Lesson #3: Trust in public-health interventions is developed over time, through mutual respect
Communities are “wary” of outside experts descending on them, dictating what they must do with their health and their bodies, Martin says. Relationships need to be developed over time, “not just during a crisis,” so people can see the consistent, everyday benefits of public-health measures. Such relationships not only build trust, they also build infrastructure: supply chains, laboratories that sequence viral genomes, communications networks of doctors and nurses who share real-world experience about best practices.
All of these systems were created through community engagement, finding local partners to develop solutions that meet the needs of the population. “Local communities need to be in charge of decision-making around their health,” Martin says. PEPFAR recognized this, too, making a “strong policy switch” three years ago to take a supportive role, rather than bringing pre-made policies to people across the globe.
Lesson #4: Harm-reduction strategies limit infection while allowing for vital social interactions
Harm reduction is a public-health approach that developed in the 1980s, when the AIDS epidemic first hit. Since then, it’s become predominant in some public-health circles. At its core, harm reduction “abolishes the all-or-nothing approach to risk and disease,” write Eric Kutscher and Richard Greene in an article published in JAMA. More colloquially, Greene says it’s a way to “learn how to feel joy in a world that is not no-risk.”
Greene and Kutscher have been on the front lines of COVID as doctors in New York City. They’ve also been active in HIV prevention for decades, giving them a unique perspective on the pandemic.

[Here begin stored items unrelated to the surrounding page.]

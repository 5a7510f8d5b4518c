//! Exponential backoff for read-only GitHub API calls.
//!
//! The cascade core never retries. Retrying belongs to the GitHub
//! collaborator and only applies to effects that are safe to repeat (branch
//! and PR listings). Creating a PR, merging, and commenting run exactly once,
//! so a rejected merge is never re-attempted and a dropped response never
//! turns into a duplicate PR or comment.

use std::future::Future;
use std::time::Duration;

use tracing::debug;

use crate::effects::GitHubEffect;

use super::error::GitHubApiError;

/// Backoff schedule: `initial_delay * backoff_multiplier^n`, capped.
#[derive(Debug, Clone, Copy, PartialEq)]
pub struct RetryConfig {
    /// Retries after the first attempt.
    pub max_retries: u32,
    pub initial_delay: Duration,
    pub max_delay: Duration,
    pub backoff_multiplier: f64,
}

impl RetryConfig {
    /// Three retries, waiting 2s, 4s, then 8s.
    pub const DEFAULT: Self = Self {
        max_retries: 3,
        initial_delay: Duration::from_secs(2),
        max_delay: Duration::from_secs(16),
        backoff_multiplier: 2.0,
    };

    pub fn new(
        max_retries: u32,
        initial_delay: Duration,
        max_delay: Duration,
        backoff_multiplier: f64,
    ) -> Self {
        Self {
            max_retries,
            initial_delay,
            max_delay,
            backoff_multiplier,
        }
    }

    /// Wait before retry number `retry` (zero-based).
    pub fn delay_for_attempt(&self, retry: u32) -> Duration {
        let scaled = self.initial_delay.as_secs_f64()
            * self.backoff_multiplier.powi(retry.min(i32::MAX as u32) as i32);
        Duration::from_secs_f64(scaled.min(self.max_delay.as_secs_f64()))
    }

    /// Every wait the schedule can produce, in order.
    pub fn delays(&self) -> impl Iterator<Item = Duration> + '_ {
        (0..self.max_retries).map(|retry| self.delay_for_attempt(retry))
    }

    /// Longest time a call can spend sleeping before giving up.
    pub fn total_max_wait(&self) -> Duration {
        self.delays().sum()
    }
}

impl Default for RetryConfig {
    fn default() -> Self {
        Self::DEFAULT
    }
}

/// Whether a call may be repeated on a transient failure.
#[derive(Debug, Clone, Copy, Default, PartialEq, Eq)]
pub enum RetryPolicy {
    #[default]
    RetryTransient,
    NoRetry,
}

impl RetryPolicy {
    /// Reads may be retried; mutations may not.
    pub fn for_effect(effect: &GitHubEffect) -> Self {
        if effect.is_mutation() {
            RetryPolicy::NoRetry
        } else {
            RetryPolicy::RetryTransient
        }
    }

    fn max_attempts(self, config: &RetryConfig) -> u32 {
        match self {
            RetryPolicy::RetryTransient => config.max_retries.saturating_add(1),
            RetryPolicy::NoRetry => 1,
        }
    }
}

/// How a retried call ended.
#[derive(Debug)]
pub enum RetryResult<T> {
    Success(T),

    /// Still failing transiently after every allowed attempt.
    ExhaustedRetries {
        last_error: GitHubApiError,
        attempts: u32,
    },

    /// Failed with an error that retrying cannot fix.
    NotRetriable(GitHubApiError),
}

impl<T> RetryResult<T> {
    pub fn into_result(self) -> Result<T, GitHubApiError> {
        match self {
            RetryResult::Success(value) => Ok(value),
            RetryResult::ExhaustedRetries { last_error: e, .. } | RetryResult::NotRetriable(e) => {
                Err(e)
            }
        }
    }
}

/// Runs `operation`, repeating it on transient errors as `policy` allows.
pub async fn retry_with_backoff<T, F, Fut>(
    config: RetryConfig,
    policy: RetryPolicy,
    mut operation: F,
) -> RetryResult<T>
where
    F: FnMut() -> Fut,
    Fut: Future<Output = Result<T, GitHubApiError>>,
{
    let max_attempts = policy.max_attempts(&config);
    let mut attempt = 0u32;

    loop {
        attempt += 1;
        let error = match operation().await {
            Ok(value) => return RetryResult::Success(value),
            Err(e) if !e.kind.is_retriable() => return RetryResult::NotRetriable(e),
            Err(e) => e,
        };

        if attempt >= max_attempts {
            return RetryResult::ExhaustedRetries {
                last_error: error,
                attempts: attempt,
            };
        }

        let delay = config.delay_for_attempt(attempt - 1);
        debug!(attempt, ?delay, error = %error, "Transient GitHub error; backing off");
        tokio::time::sleep(delay).await;
    }
}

“The LGBT community learned how to adapt, despite the threat of disease,” says Kutscher, who works at NYU Langone Health. That adaptability prepared the community for COVID. After the initial period of uncertainty – once scientific data provided evidence that transmissibility in outdoor settings was low – calls to abstain from in-person socialization reminded Kutscher of calls for gay men to abstain from sex. “It ignored basic human needs.” The response from the LGBT community, as observed by Kutscher and Greene, was to mitigate risk while still engaging in social activities.
Kutscher says the broader medical community is beginning to explore harm reduction in its COVID response, “but we’re not there yet.” That trend might accelerate now that Omicron has altered our ability to rely on vaccines.
“Normalcy was the promise,” Greene says. Vaccines were supposed to bring us back to our pre-COVID lives. But if vaccines can’t provide blanket protection – if they are only a part of the solution, but not the totality – people and policymakers might be ready to explore harm reduction as a guiding principle for personal behaviour and public policy, Greene says.
The strategy would include current measures – vaccines and mask-wearing – as well as rapid tests, antiviral treatments, better data on transmissibility “so people know the level of risk,” Kutscher says, and fundamental changes to the safety of spaces, such as increasing ventilation to lower the chances of transmission.
For many people, COVID made us aware of the work of infectious-disease practitioners for the first time, but their work has been unrelenting and urgent for decades. The fundamental question they asked during HIV/AIDS is the one they’re asking now, Martin says: “How do you make sure you’re engaging all sectors of society to come up with solutions together.”